(DATA TO PROCESS begins)

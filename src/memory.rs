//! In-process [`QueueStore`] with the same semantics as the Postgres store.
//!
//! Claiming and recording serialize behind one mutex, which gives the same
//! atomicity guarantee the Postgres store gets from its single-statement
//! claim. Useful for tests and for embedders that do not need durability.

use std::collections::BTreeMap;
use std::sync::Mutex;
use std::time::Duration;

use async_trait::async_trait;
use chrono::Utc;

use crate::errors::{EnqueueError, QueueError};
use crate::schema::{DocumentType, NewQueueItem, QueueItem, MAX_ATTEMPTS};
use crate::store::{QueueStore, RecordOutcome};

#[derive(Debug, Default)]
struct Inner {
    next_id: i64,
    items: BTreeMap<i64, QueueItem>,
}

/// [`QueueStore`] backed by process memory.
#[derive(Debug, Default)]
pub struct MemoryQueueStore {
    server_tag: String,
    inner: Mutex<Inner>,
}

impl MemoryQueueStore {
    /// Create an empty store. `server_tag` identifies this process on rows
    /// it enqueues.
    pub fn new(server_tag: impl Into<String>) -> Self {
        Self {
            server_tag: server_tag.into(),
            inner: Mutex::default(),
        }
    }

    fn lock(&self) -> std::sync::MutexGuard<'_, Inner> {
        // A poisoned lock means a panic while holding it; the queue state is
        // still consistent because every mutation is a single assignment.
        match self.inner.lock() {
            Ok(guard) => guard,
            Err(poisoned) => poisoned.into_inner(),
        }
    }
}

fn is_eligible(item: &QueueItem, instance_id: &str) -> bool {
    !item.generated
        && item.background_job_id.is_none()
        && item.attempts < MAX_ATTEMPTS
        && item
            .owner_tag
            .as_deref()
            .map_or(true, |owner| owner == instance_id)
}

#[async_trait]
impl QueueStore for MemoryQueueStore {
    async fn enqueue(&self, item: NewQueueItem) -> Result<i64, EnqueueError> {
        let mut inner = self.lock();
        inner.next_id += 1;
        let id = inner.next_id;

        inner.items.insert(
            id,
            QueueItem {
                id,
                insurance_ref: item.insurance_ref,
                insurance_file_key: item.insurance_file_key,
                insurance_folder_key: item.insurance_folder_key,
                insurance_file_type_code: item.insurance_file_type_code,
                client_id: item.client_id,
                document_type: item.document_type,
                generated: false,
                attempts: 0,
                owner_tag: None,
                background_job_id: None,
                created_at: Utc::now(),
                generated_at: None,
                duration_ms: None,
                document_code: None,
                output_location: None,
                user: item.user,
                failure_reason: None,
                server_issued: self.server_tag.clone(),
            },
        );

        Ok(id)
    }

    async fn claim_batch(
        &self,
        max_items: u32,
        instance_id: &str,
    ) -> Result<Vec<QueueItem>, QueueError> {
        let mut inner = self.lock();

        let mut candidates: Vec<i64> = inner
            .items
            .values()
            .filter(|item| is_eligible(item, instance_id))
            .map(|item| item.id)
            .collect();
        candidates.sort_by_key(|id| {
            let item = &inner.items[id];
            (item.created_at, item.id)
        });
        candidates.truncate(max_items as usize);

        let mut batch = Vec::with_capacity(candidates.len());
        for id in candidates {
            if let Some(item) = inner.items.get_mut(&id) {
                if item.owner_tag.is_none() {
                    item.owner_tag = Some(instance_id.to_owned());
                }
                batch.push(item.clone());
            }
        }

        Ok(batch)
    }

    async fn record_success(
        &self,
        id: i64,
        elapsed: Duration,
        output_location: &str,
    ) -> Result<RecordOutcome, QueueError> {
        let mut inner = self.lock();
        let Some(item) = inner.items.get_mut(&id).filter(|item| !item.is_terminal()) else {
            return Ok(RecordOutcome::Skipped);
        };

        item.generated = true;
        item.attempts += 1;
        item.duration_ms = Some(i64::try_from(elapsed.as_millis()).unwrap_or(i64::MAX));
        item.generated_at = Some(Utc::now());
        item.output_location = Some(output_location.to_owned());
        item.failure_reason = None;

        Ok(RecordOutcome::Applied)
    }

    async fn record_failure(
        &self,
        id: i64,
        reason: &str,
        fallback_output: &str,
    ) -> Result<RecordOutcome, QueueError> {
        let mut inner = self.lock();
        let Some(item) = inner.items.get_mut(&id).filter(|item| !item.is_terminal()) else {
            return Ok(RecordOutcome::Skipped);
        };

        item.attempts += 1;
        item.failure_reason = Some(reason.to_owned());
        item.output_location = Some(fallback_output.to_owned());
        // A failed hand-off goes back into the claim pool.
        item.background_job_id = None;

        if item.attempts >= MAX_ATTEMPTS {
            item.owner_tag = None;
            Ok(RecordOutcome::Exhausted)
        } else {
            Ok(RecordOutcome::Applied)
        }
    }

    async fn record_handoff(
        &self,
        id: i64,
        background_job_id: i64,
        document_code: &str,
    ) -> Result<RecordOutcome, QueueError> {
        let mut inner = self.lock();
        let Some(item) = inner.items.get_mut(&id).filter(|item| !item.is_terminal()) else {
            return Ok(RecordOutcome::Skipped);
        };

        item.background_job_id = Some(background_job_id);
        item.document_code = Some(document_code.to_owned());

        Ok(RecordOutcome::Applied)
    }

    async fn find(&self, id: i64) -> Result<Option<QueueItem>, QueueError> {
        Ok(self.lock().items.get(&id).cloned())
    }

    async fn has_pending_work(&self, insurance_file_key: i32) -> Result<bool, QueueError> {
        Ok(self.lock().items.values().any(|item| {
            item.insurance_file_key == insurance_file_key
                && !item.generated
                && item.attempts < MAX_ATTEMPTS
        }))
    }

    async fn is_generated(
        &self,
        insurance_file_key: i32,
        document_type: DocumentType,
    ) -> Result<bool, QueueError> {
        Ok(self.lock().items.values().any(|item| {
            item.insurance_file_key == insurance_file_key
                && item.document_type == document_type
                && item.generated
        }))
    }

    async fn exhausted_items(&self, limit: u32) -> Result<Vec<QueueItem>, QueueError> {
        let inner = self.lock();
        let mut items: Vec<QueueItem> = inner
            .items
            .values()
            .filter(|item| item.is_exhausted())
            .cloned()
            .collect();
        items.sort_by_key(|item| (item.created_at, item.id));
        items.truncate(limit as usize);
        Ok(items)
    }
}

(DATA TO PROCESS ends)
(DATA TO PROCESS begins)

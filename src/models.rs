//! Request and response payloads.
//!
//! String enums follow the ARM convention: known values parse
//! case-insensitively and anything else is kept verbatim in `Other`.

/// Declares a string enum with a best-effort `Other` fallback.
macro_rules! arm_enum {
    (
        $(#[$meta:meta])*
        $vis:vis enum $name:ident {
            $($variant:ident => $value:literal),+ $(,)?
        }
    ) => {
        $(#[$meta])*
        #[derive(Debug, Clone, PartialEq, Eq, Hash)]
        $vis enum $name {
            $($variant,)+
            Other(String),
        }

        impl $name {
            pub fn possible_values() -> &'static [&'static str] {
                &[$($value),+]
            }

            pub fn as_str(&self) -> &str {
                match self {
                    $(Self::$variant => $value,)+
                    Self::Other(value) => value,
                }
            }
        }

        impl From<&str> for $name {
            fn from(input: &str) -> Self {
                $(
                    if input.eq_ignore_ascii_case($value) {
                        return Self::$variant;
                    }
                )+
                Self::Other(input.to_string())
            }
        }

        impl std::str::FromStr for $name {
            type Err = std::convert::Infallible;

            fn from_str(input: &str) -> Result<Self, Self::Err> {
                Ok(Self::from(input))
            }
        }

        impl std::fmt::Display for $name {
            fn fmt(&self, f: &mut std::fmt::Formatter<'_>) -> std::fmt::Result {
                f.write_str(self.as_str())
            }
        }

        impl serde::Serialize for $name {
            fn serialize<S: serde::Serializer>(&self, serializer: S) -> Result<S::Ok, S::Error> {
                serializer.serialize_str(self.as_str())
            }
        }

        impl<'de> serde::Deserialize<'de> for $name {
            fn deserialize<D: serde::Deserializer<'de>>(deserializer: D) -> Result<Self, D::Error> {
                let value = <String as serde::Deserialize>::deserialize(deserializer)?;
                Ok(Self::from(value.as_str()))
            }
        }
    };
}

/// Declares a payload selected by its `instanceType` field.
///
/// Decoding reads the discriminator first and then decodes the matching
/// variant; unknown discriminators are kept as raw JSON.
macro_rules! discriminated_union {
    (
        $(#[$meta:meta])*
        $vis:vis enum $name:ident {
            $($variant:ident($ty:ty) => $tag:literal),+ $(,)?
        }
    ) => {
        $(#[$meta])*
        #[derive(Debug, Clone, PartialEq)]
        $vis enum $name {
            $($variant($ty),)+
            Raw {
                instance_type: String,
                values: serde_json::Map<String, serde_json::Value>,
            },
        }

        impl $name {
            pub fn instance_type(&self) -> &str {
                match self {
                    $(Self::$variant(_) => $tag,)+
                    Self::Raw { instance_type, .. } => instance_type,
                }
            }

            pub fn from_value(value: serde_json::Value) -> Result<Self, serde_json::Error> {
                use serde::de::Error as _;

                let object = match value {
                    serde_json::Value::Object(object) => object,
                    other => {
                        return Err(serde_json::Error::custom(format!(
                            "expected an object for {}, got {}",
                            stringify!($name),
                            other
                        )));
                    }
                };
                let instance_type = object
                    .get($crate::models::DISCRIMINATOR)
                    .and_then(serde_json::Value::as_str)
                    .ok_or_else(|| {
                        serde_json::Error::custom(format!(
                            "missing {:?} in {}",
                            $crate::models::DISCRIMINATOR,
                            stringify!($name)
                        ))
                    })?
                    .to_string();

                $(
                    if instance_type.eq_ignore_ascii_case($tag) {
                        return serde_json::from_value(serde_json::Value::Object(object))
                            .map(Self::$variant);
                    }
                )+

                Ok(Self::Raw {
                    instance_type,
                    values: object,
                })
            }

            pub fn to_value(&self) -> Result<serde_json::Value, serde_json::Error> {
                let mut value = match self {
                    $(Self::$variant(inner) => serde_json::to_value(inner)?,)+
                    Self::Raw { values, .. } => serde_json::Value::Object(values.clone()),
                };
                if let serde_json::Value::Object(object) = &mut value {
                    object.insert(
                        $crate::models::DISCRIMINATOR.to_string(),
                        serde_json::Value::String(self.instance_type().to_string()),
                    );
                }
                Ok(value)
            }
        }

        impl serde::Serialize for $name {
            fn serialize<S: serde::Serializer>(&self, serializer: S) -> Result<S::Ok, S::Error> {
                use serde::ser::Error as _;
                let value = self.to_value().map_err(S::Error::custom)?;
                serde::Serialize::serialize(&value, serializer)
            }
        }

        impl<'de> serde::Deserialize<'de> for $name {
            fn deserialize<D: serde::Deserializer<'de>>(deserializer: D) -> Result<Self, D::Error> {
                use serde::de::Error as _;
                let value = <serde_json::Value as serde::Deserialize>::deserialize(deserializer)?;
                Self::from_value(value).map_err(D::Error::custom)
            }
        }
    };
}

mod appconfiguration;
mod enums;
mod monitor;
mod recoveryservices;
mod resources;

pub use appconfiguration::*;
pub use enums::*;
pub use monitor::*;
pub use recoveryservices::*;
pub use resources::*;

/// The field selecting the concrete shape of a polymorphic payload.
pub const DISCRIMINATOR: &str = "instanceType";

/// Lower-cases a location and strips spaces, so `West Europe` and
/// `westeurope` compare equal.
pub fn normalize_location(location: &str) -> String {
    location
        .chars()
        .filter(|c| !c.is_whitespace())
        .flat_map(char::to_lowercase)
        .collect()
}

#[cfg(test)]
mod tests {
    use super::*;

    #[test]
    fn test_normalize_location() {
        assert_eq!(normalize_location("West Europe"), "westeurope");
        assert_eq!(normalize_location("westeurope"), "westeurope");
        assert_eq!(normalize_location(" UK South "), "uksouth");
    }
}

(DATA TO PROCESS ends)

DIRECTIONS FOR THIS TASK
The expected output is exactly the lines of the listing above between the line holding "candidates.truncate(max_items as usize);" and the line holding "the claim pool.", inclusive.

WRITTEN SOLUTION
        candidates.truncate(max_items as usize);

        let mut batch = Vec::with_capacity(candidates.len());
        for id in candidates {
            if let Some(item) = inner.items.get_mut(&id) {
                if item.owner_tag.is_none() {
                    item.owner_tag = Some(instance_id.to_owned());
                }
                batch.push(item.clone());
            }
        }

        Ok(batch)
    }

    async fn record_success(
        &self,
        id: i64,
        elapsed: Duration,
        output_location: &str,
    ) -> Result<RecordOutcome, QueueError> {
        let mut inner = self.lock();
        let Some(item) = inner.items.get_mut(&id).filter(|item| !item.is_terminal()) else {
            return Ok(RecordOutcome::Skipped);
        };

        item.generated = true;
        item.attempts += 1;
        item.duration_ms = Some(i64::try_from(elapsed.as_millis()).unwrap_or(i64::MAX));
        item.generated_at = Some(Utc::now());
        item.output_location = Some(output_location.to_owned());
        item.failure_reason = None;

        Ok(RecordOutcome::Applied)
    }

    async fn record_failure(
        &self,
        id: i64,
        reason: &str,
        fallback_output: &str,
    ) -> Result<RecordOutcome, QueueError> {
        let mut inner = self.lock();
        let Some(item) = inner.items.get_mut(&id).filter(|item| !item.is_terminal()) else {
            return Ok(RecordOutcome::Skipped);
        };

        item.attempts += 1;
        item.failure_reason = Some(reason.to_owned());
        item.output_location = Some(fallback_output.to_owned());
        // A failed hand-off goes back into the claim pool.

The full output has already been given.